The Patties Foods berry scandal was a warning to all companies to pay closer attention to supply chain quality control. But it also highlighted the serious financial risks associated with product recalls and was a red flag for many companies to consider purchasing product recall insurance.

RECALLS ON THE RISE

The complexities of an increasingly global supply chain, coupled with a tightening of product safety regulations around the world are leading to a rise in product recalls.

In 2014, there were more than 500 product recalls in Australia and this year is already proving to be a busy one. In the first two weeks of 2016 hoverboards, dining chairs and motorcycles were being removed from sale due to dangerous potential faults.

In the US, the National Highway Traffic Safety Administration reported 803 separate vehicle recalls in 2014. In New Zealand, there were 27 food recalls in 2014 compared with 13 the year before. Companies in China carried out 72 consumer product recalls; however, its product recall system covers limited categories and is currently under review in order to enhance customer safety, China Daily says.

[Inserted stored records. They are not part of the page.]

//! Account API Integration Tests
//!
//! Drives the router end to end with tower's oneshot: auth middleware,
//! provisioning handlers, and error mapping.

use std::sync::Arc;

use axum::body::Body;
use axum::http::{header, Request, StatusCode};
use axum::Router;
use jsonwebtoken::{encode, Algorithm, EncodingKey, Header};
use tower::util::ServiceExt;

use cg_platform::api::{account_router, AccountApiState, AppState, AuthLayer};
use cg_platform::{
    IdentityClaims, JwtIdentityVerifier, MemoryAccountStore, MemoryCreditLedger,
    ProvisioningService, VerifierConfig, DEFAULT_API_KEY_BYTES,
};

const TEST_SECRET: &str = "api-test-secret";

struct TestApp {
    app: Router,
    accounts: Arc<MemoryAccountStore>,
    ledger: Arc<MemoryCreditLedger>,
}

fn test_app() -> TestApp {
    let accounts = Arc::new(MemoryAccountStore::new());
    let ledger = Arc::new(MemoryCreditLedger::new());
    let provisioning = Arc::new(ProvisioningService::new(accounts.clone(), ledger.clone()));

    let verifier = Arc::new(JwtIdentityVerifier::new(VerifierConfig {
        secret: TEST_SECRET.to_string(),
        ..VerifierConfig::default()
    }));

    let app = Router::new()
        .nest("/api/account", account_router(AccountApiState { provisioning }))
        .layer(AuthLayer::new(AppState { verifier }));

    TestApp { app, accounts, ledger }
}

fn token_for(subject: &str) -> String {
    let now = chrono::Utc::now().timestamp();
    let claims = IdentityClaims {
        sub: subject.to_string(),
        iss: "creditgate".to_string(),
        aud: "creditgate".to_string(),
        exp: now + 3600,
        iat: now,
        email: Some(format!("{}@example.com", subject)),
    };
    encode(
        &Header::new(Algorithm::HS256),
        &claims,
        &EncodingKey::from_secret(TEST_SECRET.as_bytes()),
    )
    .unwrap()
}

fn get_account_request(token: Option<&str>) -> Request<Body> {
    let mut builder = Request::builder().method("GET").uri("/api/account");
    if let Some(token) = token {
        builder = builder.header(header::AUTHORIZATION, format!("Bearer {}", token));
    }
    builder.body(Body::empty()).unwrap()
}

async fn body_json(response: axum::response::Response) -> serde_json::Value {
    let bytes = axum::body::to_bytes(response.into_body(), usize::MAX).await.unwrap();
    serde_json::from_slice(&bytes).unwrap()
}

#[tokio::test]
async fn test_get_account_provisions_on_first_access() {
    let t = test_app();
    let token = token_for("user-1");

    let response = t.app.oneshot(get_account_request(Some(&token))).await.unwrap();
    assert_eq!(response.status(), StatusCode::OK);

    let body = body_json(response).await;
    let api_key = body["apiKey"].as_str().unwrap();
    assert_eq!(api_key.len(), DEFAULT_API_KEY_BYTES * 2);
    assert_eq!(body["balance"], 1000);

    assert_eq!(t.accounts.len(), 1);
    assert_eq!(t.ledger.len(), 1);
}

#[tokio::test]
async fn test_get_account_is_stable_across_requests() {
    let t = test_app();
    let token = token_for("user-1");

    let first = t.app.clone().oneshot(get_account_request(Some(&token))).await.unwrap();
    let second = t.app.oneshot(get_account_request(Some(&token))).await.unwrap();

    let first = body_json(first).await;
    let second = body_json(second).await;
    assert_eq!(first, second);
}

#[tokio::test]
async fn test_missing_token_is_rejected_without_writes() {
    let t = test_app();

    let response = t.app.oneshot(get_account_request(None)).await.unwrap();
    assert_eq!(response.status(), StatusCode::UNAUTHORIZED);

    let body = body_json(response).await;
    assert_eq!(body["error"], "UNAUTHORIZED");

    // Rejection happens before the provisioning path; nothing was written
    assert!(t.accounts.is_empty());
    assert!(t.ledger.is_empty());
}

#[tokio::test]
async fn test_forged_token_is_rejected_without_writes() {
    let t = test_app();

    let now = chrono::Utc::now().timestamp();
    let claims = IdentityClaims {
        sub: "intruder".to_string(),
        iss: "creditgate".to_string(),
        aud: "creditgate".to_string(),
        exp: now + 3600,
        iat: now,
        email: None,
    };
    let forged = encode(
        &Header::new(Algorithm::HS256),
        &claims,
        &EncodingKey::from_secret(b"wrong-secret"),
    )
    .unwrap();

    let response = t.app.oneshot(get_account_request(Some(&forged))).await.unwrap();
    assert_eq!(response.status(), StatusCode::UNAUTHORIZED);
    assert!(t.accounts.is_empty());
    assert!(t.ledger.is_empty());
}

#[tokio::test]
async fn test_rotate_credential_endpoint() {
    let t = test_app();
    let token = token_for("user-1");

    let before = body_json(
        t.app.clone().oneshot(get_account_request(Some(&token))).await.unwrap(),
    )
    .await;

    let rotate = Request::builder()
        .method("POST")
        .uri("/api/account/credential")
        .header(header::AUTHORIZATION, format!("Bearer {}", token))
        .body(Body::empty())
        .unwrap();
    let response = t.app.clone().oneshot(rotate).await.unwrap();
    assert_eq!(response.status(), StatusCode::OK);

    let rotated = body_json(response).await;
    let rotated_key = rotated["apiKey"].as_str().unwrap();
    assert_ne!(rotated_key, before["apiKey"].as_str().unwrap());

    // The rotated credential is the one a later read observes
    let after = body_json(
        t.app.oneshot(get_account_request(Some(&token))).await.unwrap(),
    )
    .await;
    assert_eq!(after["apiKey"].as_str().unwrap(), rotated_key);
}

#[tokio::test]
async fn test_unknown_path_is_not_found() {
    let t = test_app();
    let token = token_for("user-1");

    let request = Request::builder()
        .method("GET")
        .uri("/api/unknown")
        .header(header::AUTHORIZATION, format!("Bearer {}", token))
        .body(Body::empty())
        .unwrap();

    let response = t.app.oneshot(request).await.unwrap();
    assert_eq!(response.status(), StatusCode::NOT_FOUND);
}

#[tokio::test]
async fn test_unsupported_method_is_rejected() {
    let t = test_app();
    let token = token_for("user-1");

    let request = Request::builder()
        .method("DELETE")
        .uri("/api/account")
        .header(header::AUTHORIZATION, format!("Bearer {}", token))
        .body(Body::empty())
        .unwrap();

    let response = t.app.oneshot(request).await.unwrap();
    assert_eq!(response.status(), StatusCode::METHOD_NOT_ALLOWED);
}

It’s not just the lesser-known brands that are suffering recall issues. Leading electrical goods company Samsung is tracking down 144,451 washing machines (with 45,047 currently unaccounted for) that have been responsible for 252 fires and other incidents in Australia since 2013. Supermarkets in New Zealand removed packets of Beehive Shaved Champagne Ham from their shelves in December 2015 over fears they could contain listeria. In the US and Canada, popular label Lululemon recalled 318,000 women’s tops in June 2015 as their elastic drawstrings were deemed at risk of causing harm to wearers. Meanwhile, Volkswagen’s recent and highly publicised recall and refit of 11 million cars worldwide will be among the biggest product recalls in history.

HOW PRODUCT RECALLS WORK

In most cases it is the supplier that initiates a recall (under Australian consumer law ‘suppliers’ include manufacturers, importers, distributors and retailers). They are required to notify in writing the Commonwealth Minister responsible for consumer affairs within two days of initiating the recall. They must cease production and distribution and remove unsafe products from the marketplace. They are also required to notify the public through avenues such as advertising or social media announcements and to inform those within their domestic supply chainn some instances, product recalls are initiated by the Australian Competition and Consumer Commission (ACCC).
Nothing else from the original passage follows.